Good, 41, left the Federal Correctional Center For Women here at 7 a.m., bound for a supervised group home. Prison officials declined to identify the home’s location but Rep. Vic Fazio, D-Calif., said Good will begin her five years on parole in a New England village.
Good asked her destination be kept secret, said David Helman, executive assistant to the warden.
“If the inmate chooses to do that, that’s her prerogative,” Helman said. “She told me that if there were any press inquiring she didn’t want to speak with them.”
Good still professes total allegiance to Manson, who is serving a life sentence for the 1969 cult killings of actress Sharon Tate and eight others. In March, she had rejected terms of a release agreement calling for her to go to a halfway house in New Jersey, saying if she could not be with Manson she did not want to leave prison.
Prison officials, who described Good as a model inmate, said they had no choice but to reschedule her release because of her accumulated “good time” at Alderson.

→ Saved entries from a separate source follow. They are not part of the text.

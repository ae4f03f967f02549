use std::sync::Arc;

use hmc_core::linalg::max_abs_diff;
use hmc_core::{Action, Complex64, Configuration, HubbardGaugeAction};
use hmc_evolve::{AffineTransform, IdentityTransform, Transform};
use proptest::prelude::*;

fn action() -> Arc<dyn Action> {
    Arc::new(HubbardGaugeAction::new(1.3).unwrap())
}

#[test]
fn identity_is_trivial() {
    let transform = IdentityTransform::new(action());
    let phi = Configuration::from_real(&[0.5, -0.25, 1.0]);
    let (mapped, value, log_det) = transform.forward(&phi).unwrap();
    assert_eq!(mapped, phi);
    assert_eq!(log_det, Complex64::new(0.0, 0.0));
    assert_eq!(value, action().eval(&phi).unwrap());
    assert!(transform.exact_inverse());
}

#[test]
fn affine_log_det_is_constant() {
    let transform = AffineTransform::new(action(), 2.0, Complex64::new(0.0, 0.5)).unwrap();
    let phi = Configuration::from_real(&[0.1, 0.2, 0.3, 0.4]);
    let (_, _, log_det) = transform.forward(&phi).unwrap();
    assert!((log_det.re - 4.0 * 2.0_f64.ln()).abs() < 1e-12);
    assert_eq!(log_det.im, 0.0);
}

#[test]
fn affine_rejects_invalid_scale() {
    assert!(AffineTransform::new(action(), 0.0, Complex64::new(0.0, 0.0)).is_err());
    assert!(AffineTransform::new(action(), -1.0, Complex64::new(0.0, 0.0)).is_err());
}

proptest! {
    #[test]
    fn backward_inverts_forward(
        scale in 0.1f64..10.0,
        shift_re in -5.0f64..5.0,
        shift_im in -5.0f64..5.0,
        values in prop::collection::vec(-10.0f64..10.0, 1..12),
    ) {
        let transform = AffineTransform::new(action(), scale, Complex64::new(shift_re, shift_im)).unwrap();
        let phi = Configuration::from_real(&values);

        let (mapped, value, forward_log_det) = transform.forward(&phi).unwrap();
        let (back, backward_log_det) = transform.backward(&mapped).unwrap();

        prop_assert!(max_abs_diff(&back, &phi) < 1e-9);
        prop_assert!((forward_log_det - backward_log_det).norm() < 1e-9);
        prop_assert!((value - action().eval(&mapped).unwrap()).norm() < 1e-9);
    }
}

The terms of Good’s probation prohibit her from having any contact with Manson, Fazio said.
“The conditions of her parole are very explicit,” he said in a statement issued from his Washington office. “She will not be permitted to travel beyond 50 miles of her boarding house without the explicit permission of the parole commission and she will he forbidden to associate with any of the Manson family.
“Good will not be coming to California,” he added.
Fazio wrote U.S. Parole Commission Chairman Benjamin Baer on July 25 urging Good not be paroled to Northern California, which she had consistently requested in the past.
Prosecutors said Good was not connected to the Tate murders, but she was given a 15-year prison sentence in Sacramento for conspiring to mail death threats to corporate officials she accused of polluting the earth.
She and Lynette “Squeaky” Fromme, another Manson follower who was convicted of pointing a pistol at former President Gerald Ford, worked together at the prison as groundskeepers.
Helman said Good’s living arrangement while on probation has been approved by federal parole officers. “She is living in a group arrangement,” he said. “It is common for releasees who have no family ties. The parole commission would not release her without some type of structured living arrangement.”
When Good was scheduled to be released last spring, she sought interviews with reporters and said she did not want to leave prison.
“It’s not that I’m institutionalized,” Good said at the time. “It’s just that I want to be where my family is, and my family is in prison.”
This time, however, she agreed to the terms of her release, Helman said.